General ways to traverse collections

This article analyzes various ways of traversing a collection. We pay a particular attention to the most complex and general case of enumerating only a subset of a collection and performing actions that depend on the previously seen elements. We also discuss generators such as those in Icon and Python. A proposal is made for a convenient generic enumerator, which could be used, for example, in a truly functional database interface.

This article was originally written in April 2000. Its analysis of enumerators has since been researched further and extended to other languages. The pages [generators] and [iteratees] are the latest presentations on this topic. The proposal for a convenient and generic enumerator first suggested here has been tested in practice. We implemented the left-fold enumerator to access (object-)relational databases in a functional way [database-access]. This interface has been used in a production environment. The generic-left-fold-based interface underlies the Collection SRFI. It was also used in a TIFF library [TIFF], and even in other languages [nonrec-fold-stream].

This present article also demonstrates a non-trivial use of call/cc -- to invert a traversal "inside out." In this application, call/cc cannot be replaced with a simple throw/catch construction. Later on the inversion procedure was extended to the most general enumerator [inversion-src]. It turns out that with a small modification, we can perform the iteration inversion in languages without first-class continuations, e.g., Haskell [nonrec-fold-stream].

  1. Introduction
  2. Early termination and inversion of a for-each enumerator
  3. Generators in Icon, Python, and Scheme
  4. Cursors, enumerators, and lazy lists
  5. Groping for the best enumerator
  6. Finalization problem: reclaiming resources after enumeration
  7. Conclusions
  8. References



  

Introduction

Suppose we have a collection with a for-each-type enumerator: a file system directory, an XML document, a suffix tree, or a "dynamic" collection that is the result of executing a SELECT DBMS/ODBC statement. We wish to obtain the first 10 elements of the collection that satisfy a certain criterion: contain specific keywords, sound alike, etc.

For the purpose of this example, let us consider a collection of numbers of the form 65537x+5 mod 1997; The selection criterion is divisibility by 7. To make the problem less trivial, let the collection be represented by a treap [Treap]. We will not use the full power of the treap in this example: what matters to us is that the treap is an advanced collection and that it implements a for-each enumerator. A more general example is given in [inversion-src].

A word about terminology is in order, as it is rather confusing. We will call a for-each-type procedure enumerator. Note the active suffix OR. It is this procedure that takes a collection and a handler, and applies the handler to each element of the collection in turn.

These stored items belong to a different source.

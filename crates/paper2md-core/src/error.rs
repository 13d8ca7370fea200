use thiserror::Error;

#[derive(Debug, Error)]
pub enum ConfigError {
    #[error("failed to read config file: {0}")]
    FileRead(#[from] std::io::Error),

    #[error("failed to parse TOML: {0}")]
    TomlParse(#[from] toml::de::Error),

    #[error("environment variable not found: {0}")]
    EnvVarNotFound(String),
}

#[derive(Debug, Error)]
pub enum CameraError {
    #[error("camera device not found: {0}")]
    DeviceNotFound(String),

    #[error("camera access denied: {0}")]
    AccessDenied(String),

    #[error("camera backend not available: {0}")]
    BackendUnavailable(String),

    #[error("failed to open stream: {0}")]
    StreamOpen(String),

    #[error("stream error: {0}")]
    StreamError(String),

    #[error("stream has been stopped")]
    StreamStopped,

    #[error("failed to encode snapshot: {0}")]
    Encode(String),
}

/// Failure of a single recognition attempt.
///
/// The `Display` form of the service variants is the exact text shown to the
/// user, e.g. `MathPix API returned error: 500`.
#[derive(Debug, Error, Clone, PartialEq, Eq)]
pub enum RecognitionError {
    #[error("recognition engine initialization failed: {0}")]
    InitializationFailed(String),

    #[error("recognition engine not found: {0}")]
    EngineNotFound(String),

    #[error("{service} API returned error: {status}")]
    HttpStatus { service: String, status: u16 },

    #[error("{service} API returned error: {message}")]
    Rejected { service: String, message: String },

    #[error("{service} API request failed: {message}")]
    Transport { service: String, message: String },
}

#[derive(Debug, Error)]
pub enum DocumentError {
    #[error("failed to read document: {0}")]
    ReadFailed(String),

    #[error("failed to write document: {0}")]
    WriteFailed(String),
}

#[derive(Debug, Error)]
pub enum WorkflowError {
    #[error("a capture dialog is already open")]
    DialogAlreadyOpen,

    #[error("camera stream is not available")]
    NoStream,

    #[error(transparent)]
    Camera(#[from] CameraError),

    #[error(transparent)]
    Recognition(#[from] RecognitionError),

    #[error("failed to update document: {0}")]
    Document(#[from] DocumentError),
}
use image::RgbImage;
use paper2md_core::CameraError;

/// A single live video track inside a [`MediaStream`].
pub trait VideoTrack: Send + Sync {
    /// Human-readable source label (device path, file name, ...).
    fn label(&self) -> &str;
    /// Native pixel dimensions of the frames this track produces.
    fn resolution(&self) -> (u32, u32);
    /// The most recent frame. Fails once the track has been stopped.
    fn grab_frame(&self) -> Result<RgbImage, CameraError>;
    /// Stop the track and release its device. Idempotent.
    fn stop(&self);
    fn is_live(&self) -> bool;
}

/// A source that can grant a live [`MediaStream`].
pub trait CameraDevice: Send + Sync {
    fn name(&self) -> &str;
    fn open(&self) -> Result<MediaStream, CameraError>;
}

/// A granted set of video tracks, exclusively owned by one capture session.
pub struct MediaStream {
    tracks: Vec<Box<dyn VideoTrack>>,
    stopped: bool,
}

impl MediaStream {
    pub fn new(tracks: Vec<Box<dyn VideoTrack>>) -> Self {
        Self {
            tracks,
            stopped: false,
        }
    }

    pub fn single(track: impl VideoTrack + 'static) -> Self {
        Self::new(vec![Box::new(track)])
    }

    pub fn video_track(&self) -> Option<&dyn VideoTrack> {
        self.tracks.first().map(|t| t.as_ref())
    }

    pub fn track_count(&self) -> usize {
        self.tracks.len()
    }

    pub fn is_stopped(&self) -> bool {
        self.stopped
    }

    /// Stop every track. Returns how many tracks were stopped by this call;
    /// a stream is only ever stopped once, so later calls return 0.
    pub fn stop(&mut self) -> usize {
        if self.stopped {
            return 0;
        }
        self.stopped = true;
        for track in &self.tracks {
            tracing::debug!(track = %track.label(), "stopping track");
            track.stop();
        }
        self.tracks.len()
    }
}

impl Drop for MediaStream {
    fn drop(&mut self) {
        self.stop();
    }
}

impl std::fmt::Debug for MediaStream {
    fn fmt(&self, f: &mut std::fmt::Formatter<'_>) -> std::fmt::Result {
        let labels: Vec<&str> = self.tracks.iter().map(|t| t.label()).collect();
        f.debug_struct("MediaStream")
            .field("tracks", &labels)
            .field("stopped", &self.stopped)
            .finish()
    }
}

#[cfg(test)]
mod tests {
    use super::*;
    use std::sync::atomic::{AtomicBool, AtomicUsize, Ordering};
    use std::sync::Arc;

    struct CountingTrack {
        stops: Arc<AtomicUsize>,
        live: AtomicBool,
    }

    impl CountingTrack {
        fn new(stops: Arc<AtomicUsize>) -> Self {
            Self {
                stops,
                live: AtomicBool::new(true),
            }
        }
    }

    impl VideoTrack for CountingTrack {
        fn label(&self) -> &str {
            "counting"
        }

        fn resolution(&self) -> (u32, u32) {
            (4, 2)
        }

        fn grab_frame(&self) -> Result<RgbImage, CameraError> {
            if !self.is_live() {
                return Err(CameraError::StreamStopped);
            }
            Ok(RgbImage::new(4, 2))
        }

        fn stop(&self) {
            self.stops.fetch_add(1, Ordering::SeqCst);
            self.live.store(false, Ordering::SeqCst);
        }

        fn is_live(&self) -> bool {
            self.live.load(Ordering::SeqCst)
        }
    }

    #[test]
    fn test_stop_stops_every_track_once() {
        let stops = Arc::new(AtomicUsize::new(0));
        let mut stream = MediaStream::new(vec![
            Box::new(CountingTrack::new(Arc::clone(&stops))),
            Box::new(CountingTrack::new(Arc::clone(&stops))),
        ]);
        assert_eq!(stream.stop(), 2);
        assert_eq!(stream.stop(), 0);
        assert!(stream.is_stopped());
        drop(stream);
        assert_eq!(stops.load(Ordering::SeqCst), 2);
    }

    #[test]
    fn test_drop_stops_unstopped_stream() {
        let stops = Arc::new(AtomicUsize::new(0));
        let stream = MediaStream::single(CountingTrack::new(Arc::clone(&stops)));
        drop(stream);
        assert_eq!(stops.load(Ordering::SeqCst), 1);
    }

    #[test]
    fn test_video_track_is_first_track() {
        let stops = Arc::new(AtomicUsize::new(0));
        let stream = MediaStream::single(CountingTrack::new(stops));
        let track = stream.video_track().unwrap();
        assert_eq!(track.resolution(), (4, 2));
        assert_eq!(stream.track_count(), 1);
    }

    #[test]
    fn test_empty_stream_stops_nothing() {
        let mut stream = MediaStream::new(Vec::new());
        assert!(stream.video_track().is_none());
        assert_eq!(stream.stop(), 0);
    }

    #[test]
    fn test_grab_after_stop_fails() {
        let stops = Arc::new(AtomicUsize::new(0));
        let mut stream = MediaStream::single(CountingTrack::new(stops));
        stream.stop();
        let result = stream.video_track().unwrap().grab_frame();
        assert!(matches!(result, Err(CameraError::StreamStopped)));
    }
}
use anyhow::{Context, Result};
use clap::Parser;
use paper2md_camera::{CameraDevice, DeviceManager};
use paper2md_core::{AppConfig, DialogCommand, NoticeBoard};
use paper2md_document::{Document, FileDocument};
use paper2md_engine::{EngineRegistry, RecognitionEngine};
use paper2md_workflow::{
    capture_once, CaptureDialog, CaptureSession, DialogController, DialogOutcome, DialogSlot,
};
use std::io::Write;
use std::path::{Path, PathBuf};
use std::sync::Arc;
use tracing_subscriber::layer::SubscriberExt;
use tracing_subscriber::EnvFilter;

const DEFAULT_CONFIG_PATH: &str = "paper2md.toml";

#[derive(Parser)]
#[command(
    name = "paper2md",
    about = "Photograph a page and append the recognized text to a markdown note"
)]
struct Cli {
    /// Path to the configuration file
    #[arg(short, long, default_value = DEFAULT_CONFIG_PATH)]
    config: PathBuf,

    /// Document to append to (overrides `[document] path`)
    #[arg(short, long)]
    document: Option<PathBuf>,

    /// Take one photo immediately, without the terminal UI
    #[arg(long)]
    headless: bool,

    /// List the cameras the compiled-in backends can see, then exit
    #[arg(long)]
    list_cameras: bool,
}

fn load_config(path: &Path) -> Result<AppConfig> {
    if path == Path::new(DEFAULT_CONFIG_PATH) && !path.exists() {
        return Ok(AppConfig::default());
    }
    AppConfig::load_from_file(path).with_context(|| format!("failed to load config from {:?}", path))
}

/// Drain the board's alert and notices into `out`, one per line.
fn write_notices(board: &NoticeBoard, out: &mut impl Write) -> std::io::Result<()> {
    if let Some(alert) = board.take_alert() {
        writeln!(out, "{alert}")?;
    }
    for notice in board.take_notices() {
        writeln!(out, "{notice}")?;
    }
    Ok(())
}

#[tokio::main]
async fn main() -> Result<()> {
    let cli = Cli::parse();

    let device_manager = DeviceManager::new();
    if cli.list_cameras {
        for (backend, device) in device_manager.list_devices() {
            println!("{backend}\t{device}");
        }
        return Ok(());
    }

    let mut config = load_config(&cli.config)?;
    if let Some(path) = cli.document {
        config.document.path = path;
    }

    // TUI mode logs into the dialog's panel; headless mode logs to stderr.
    let log_buffer = paper2md_tui::new_log_buffer();
    let env_filter =
        EnvFilter::try_new(&config.general.log_level).unwrap_or_else(|_| EnvFilter::new("info"));
    let subscriber = tracing_subscriber::Registry::default()
        .with(env_filter)
        .with(cli.headless.then(|| {
            tracing_subscriber::fmt::layer()
                .with_writer(std::io::stderr)
                .with_ansi(false)
        }))
        .with((!cli.headless).then(|| {
            paper2md_tui::TuiLogLayer::new(
                Arc::clone(&log_buffer),
                paper2md_tui::DEFAULT_LOG_CAPACITY,
            )
        }));
    tracing::subscriber::set_global_default(subscriber)
        .context("failed to set tracing subscriber")?;

    tracing::info!(
        camera = %config.camera.backend,
        engine = %config.recognition.engine,
        document = %config.document.path.display(),
        "paper2md starting"
    );

    let camera: Arc<dyn CameraDevice> = Arc::from(
        device_manager
            .get_device(&config.camera)
            .with_context(|| format!("failed to set up camera backend '{}'", config.camera.backend))?,
    );

    let engine: Arc<dyn RecognitionEngine> = Arc::from(
        EngineRegistry::new()
            .build(
                &config.recognition.engine,
                config.recognition.engine_table(),
            )
            .await
            .with_context(|| {
                format!(
                    "failed to initialize recognition engine '{}'",
                    config.recognition.engine
                )
            })?,
    );

    let document: Arc<dyn Document> = Arc::new(FileDocument::new(&config.document.path));
    let board = NoticeBoard::new();
    let session = CaptureSession::new(camera, engine, document, Arc::new(board.clone()))
        .with_format(config.camera.format);

    let slot = DialogSlot::new();
    let dialog = CaptureDialog::open(&slot, session).context("failed to open capture dialog")?;
    let credential = config.credential();

    let outcome = if cli.headless {
        capture_once(dialog, &credential).await
    } else {
        let (cmd_tx, cmd_rx) = tokio::sync::mpsc::unbounded_channel();
        let (controller, state_rx) = DialogController::new(dialog, credential, cmd_rx);
        let controller_handle = tokio::spawn(controller.run());

        let ui_result = paper2md_tui::run(state_rx, cmd_tx.clone(), log_buffer).await;
        // The UI may exit on its own (terminal error); make sure the dialog closes.
        let _ = cmd_tx.send(DialogCommand::Close);
        let outcome = controller_handle
            .await
            .context("capture dialog task failed")?;
        ui_result.context("TUI error")?;
        outcome
    };

    // Notices must reach the user whatever the log level.
    write_notices(&board, &mut std::io::stderr().lock())
        .context("failed to write notices to stderr")?;

    match outcome {
        DialogOutcome::Inserted(text) => {
            if cli.headless {
                println!("{}", text.text);
            }
            tracing::info!(
                document = %config.document.path.display(),
                "appended {} characters",
                text.text.chars().count()
            );
        }
        DialogOutcome::Failed(message) => tracing::warn!("capture failed: {message}"),
        DialogOutcome::Closed | DialogOutcome::Abandoned => {
            tracing::info!("dialog closed without changes")
        }
    }

    Ok(())
}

The handler itself will be called an iteratee, because it is being applied -- by an active entity, the enumeratOR. Enumerator is presumably privy to the internals of a collection; it knows how to fetch elements in some (specified) order, and knows when to stop. A handler does not have this knowledge, nor is it supposed to. The job of an iteratee is to do something with the current element, irrespective of how this current element was obtained.


  

Early termination and inversion of a for-each enumerator

We will first consider the most straightforward implementation: it will be our baseline. The complete code for this and the following examples is given in [enumerators-src].

     (define (get-good-numbers-dumb treap count-max)
       (let ((count 0) (result '()))
         ((treap 'for-each-ascending)
           (lambda (key-value)
             (let ((x (car key-value)))
               (and (< count count-max) (good-value? x)
                 (begin
                   (set! count (+ 1 count))
                   (set! result (cons x result)))))))
         (reverse result)))
     
     (cerr (time (get-good-numbers-dumb treap pagesize)) nl)
         23 ms real time
         20 ms cpu time (20 user, 0 system)
         1 collection accounting for 0 ms cpu time (0 user, 0 system)
         171136 bytes allocated
         no minor faults
         no major faults
     (42 49 56 63 70 112 119 126 133 140)
Assignments are prominent in this solution: they are necessary to advance the state. The latter must be represented by global (to the iteratee) variables, which can persists from one invocation of the iteratee to another.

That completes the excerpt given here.